-- Opening Marker --
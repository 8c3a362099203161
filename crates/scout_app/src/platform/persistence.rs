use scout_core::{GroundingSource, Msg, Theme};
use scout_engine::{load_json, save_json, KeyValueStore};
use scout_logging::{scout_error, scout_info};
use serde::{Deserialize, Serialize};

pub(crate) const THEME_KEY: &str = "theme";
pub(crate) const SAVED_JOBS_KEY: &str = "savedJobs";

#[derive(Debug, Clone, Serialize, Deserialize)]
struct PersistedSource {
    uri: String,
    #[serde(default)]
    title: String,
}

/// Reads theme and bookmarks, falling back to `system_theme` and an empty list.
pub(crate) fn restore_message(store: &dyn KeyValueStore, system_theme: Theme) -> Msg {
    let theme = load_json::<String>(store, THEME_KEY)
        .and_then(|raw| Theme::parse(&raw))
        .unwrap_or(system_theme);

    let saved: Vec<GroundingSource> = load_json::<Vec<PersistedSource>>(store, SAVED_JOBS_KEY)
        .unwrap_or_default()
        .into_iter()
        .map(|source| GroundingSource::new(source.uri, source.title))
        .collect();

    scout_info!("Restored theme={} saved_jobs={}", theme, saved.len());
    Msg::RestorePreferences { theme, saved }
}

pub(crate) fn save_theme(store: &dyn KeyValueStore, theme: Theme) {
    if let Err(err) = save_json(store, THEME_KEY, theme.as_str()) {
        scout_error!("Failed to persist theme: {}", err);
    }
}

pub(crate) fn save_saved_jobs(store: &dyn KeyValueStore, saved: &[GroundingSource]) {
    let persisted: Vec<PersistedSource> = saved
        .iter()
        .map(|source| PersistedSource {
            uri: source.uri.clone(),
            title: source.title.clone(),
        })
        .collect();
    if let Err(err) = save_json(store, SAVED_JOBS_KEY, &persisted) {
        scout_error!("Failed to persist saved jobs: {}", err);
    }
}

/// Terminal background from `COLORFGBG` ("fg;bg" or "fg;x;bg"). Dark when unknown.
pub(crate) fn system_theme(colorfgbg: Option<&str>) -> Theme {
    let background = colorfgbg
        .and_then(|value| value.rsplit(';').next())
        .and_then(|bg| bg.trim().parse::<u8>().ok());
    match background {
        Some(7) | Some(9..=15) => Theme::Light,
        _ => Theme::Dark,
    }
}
-- Closing Marker --
-- Opening Marker --
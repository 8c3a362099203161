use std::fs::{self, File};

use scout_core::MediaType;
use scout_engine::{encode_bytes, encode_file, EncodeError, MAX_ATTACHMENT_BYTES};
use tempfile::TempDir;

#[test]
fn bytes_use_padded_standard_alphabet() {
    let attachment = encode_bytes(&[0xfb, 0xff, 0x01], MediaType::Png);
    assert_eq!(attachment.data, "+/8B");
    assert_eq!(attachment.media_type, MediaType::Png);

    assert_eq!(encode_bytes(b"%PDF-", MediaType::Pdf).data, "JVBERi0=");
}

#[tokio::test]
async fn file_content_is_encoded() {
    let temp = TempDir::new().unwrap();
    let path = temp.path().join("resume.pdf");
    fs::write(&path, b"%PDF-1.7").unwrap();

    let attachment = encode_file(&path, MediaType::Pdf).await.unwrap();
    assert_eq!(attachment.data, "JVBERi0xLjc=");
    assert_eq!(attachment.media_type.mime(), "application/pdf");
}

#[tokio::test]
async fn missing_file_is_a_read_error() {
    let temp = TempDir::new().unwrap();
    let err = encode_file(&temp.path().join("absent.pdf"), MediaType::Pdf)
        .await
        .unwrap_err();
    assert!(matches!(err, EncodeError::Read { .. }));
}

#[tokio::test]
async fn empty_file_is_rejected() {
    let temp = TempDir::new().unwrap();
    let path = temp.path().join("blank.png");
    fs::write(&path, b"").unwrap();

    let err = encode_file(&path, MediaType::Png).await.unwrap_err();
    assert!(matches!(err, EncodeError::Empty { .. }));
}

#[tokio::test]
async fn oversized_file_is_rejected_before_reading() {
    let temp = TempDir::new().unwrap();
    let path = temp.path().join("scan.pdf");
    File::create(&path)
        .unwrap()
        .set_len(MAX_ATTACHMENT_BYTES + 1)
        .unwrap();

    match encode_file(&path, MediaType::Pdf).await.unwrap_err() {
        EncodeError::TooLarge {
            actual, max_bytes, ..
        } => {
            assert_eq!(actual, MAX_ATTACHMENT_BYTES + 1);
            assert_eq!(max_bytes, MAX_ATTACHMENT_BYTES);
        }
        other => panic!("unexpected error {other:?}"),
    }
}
-- Closing Marker --
-- Opening Marker --
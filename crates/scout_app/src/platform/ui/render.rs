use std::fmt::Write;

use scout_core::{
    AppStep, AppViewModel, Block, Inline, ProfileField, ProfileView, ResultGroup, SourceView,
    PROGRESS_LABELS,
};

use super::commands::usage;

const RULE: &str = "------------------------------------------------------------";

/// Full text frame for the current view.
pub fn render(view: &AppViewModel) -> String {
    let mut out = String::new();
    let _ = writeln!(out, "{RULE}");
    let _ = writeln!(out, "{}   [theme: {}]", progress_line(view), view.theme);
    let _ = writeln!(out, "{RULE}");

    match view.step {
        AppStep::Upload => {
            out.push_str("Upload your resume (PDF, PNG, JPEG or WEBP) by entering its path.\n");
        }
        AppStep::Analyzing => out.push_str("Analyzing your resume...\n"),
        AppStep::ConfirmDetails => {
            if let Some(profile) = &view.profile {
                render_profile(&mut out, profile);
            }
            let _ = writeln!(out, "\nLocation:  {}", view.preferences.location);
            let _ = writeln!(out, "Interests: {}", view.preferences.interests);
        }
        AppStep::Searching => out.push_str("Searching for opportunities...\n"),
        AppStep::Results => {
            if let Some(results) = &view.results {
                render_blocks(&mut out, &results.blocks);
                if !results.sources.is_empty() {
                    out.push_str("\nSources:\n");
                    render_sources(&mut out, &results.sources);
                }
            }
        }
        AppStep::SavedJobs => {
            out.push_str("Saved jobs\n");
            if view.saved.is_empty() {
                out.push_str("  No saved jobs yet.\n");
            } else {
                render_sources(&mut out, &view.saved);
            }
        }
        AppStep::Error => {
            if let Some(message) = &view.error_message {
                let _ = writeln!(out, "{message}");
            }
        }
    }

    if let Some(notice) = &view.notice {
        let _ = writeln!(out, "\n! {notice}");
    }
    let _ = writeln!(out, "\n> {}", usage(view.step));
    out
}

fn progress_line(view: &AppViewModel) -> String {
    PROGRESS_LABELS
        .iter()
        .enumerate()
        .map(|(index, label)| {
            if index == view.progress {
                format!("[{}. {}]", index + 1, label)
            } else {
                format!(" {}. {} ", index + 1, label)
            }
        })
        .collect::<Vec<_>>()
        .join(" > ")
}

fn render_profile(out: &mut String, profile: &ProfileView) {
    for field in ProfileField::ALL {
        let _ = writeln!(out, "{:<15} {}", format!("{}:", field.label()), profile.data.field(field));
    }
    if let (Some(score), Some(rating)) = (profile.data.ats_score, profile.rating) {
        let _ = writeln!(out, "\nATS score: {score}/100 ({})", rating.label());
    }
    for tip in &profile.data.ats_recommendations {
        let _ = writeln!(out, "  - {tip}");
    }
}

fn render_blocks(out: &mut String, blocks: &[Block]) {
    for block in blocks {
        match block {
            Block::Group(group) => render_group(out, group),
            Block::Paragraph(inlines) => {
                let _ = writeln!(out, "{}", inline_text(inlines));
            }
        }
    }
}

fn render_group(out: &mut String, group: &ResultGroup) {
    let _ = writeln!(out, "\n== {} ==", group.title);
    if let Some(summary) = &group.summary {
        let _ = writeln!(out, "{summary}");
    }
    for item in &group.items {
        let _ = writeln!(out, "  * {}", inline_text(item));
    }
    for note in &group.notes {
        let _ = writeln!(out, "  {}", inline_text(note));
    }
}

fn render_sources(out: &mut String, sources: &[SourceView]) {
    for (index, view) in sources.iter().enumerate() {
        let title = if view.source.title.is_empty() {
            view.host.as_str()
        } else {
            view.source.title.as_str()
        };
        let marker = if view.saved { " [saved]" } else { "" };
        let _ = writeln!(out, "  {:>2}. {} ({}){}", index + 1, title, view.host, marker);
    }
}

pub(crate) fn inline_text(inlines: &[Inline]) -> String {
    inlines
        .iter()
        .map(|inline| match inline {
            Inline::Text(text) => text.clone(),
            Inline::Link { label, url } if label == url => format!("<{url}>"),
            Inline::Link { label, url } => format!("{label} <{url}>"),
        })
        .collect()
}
-- Closing Marker --
◆ **Problem to work on**
Filter the records for lines containing the word "resume" and copy each one.

◆ **Task solution**
    let path = temp.path().join("resume.pdf");
            out.push_str("Upload your resume (PDF, PNG, JPEG or WEBP) by entering its path.\n");
        AppStep::Analyzing => out.push_str("Analyzing your resume...\n"),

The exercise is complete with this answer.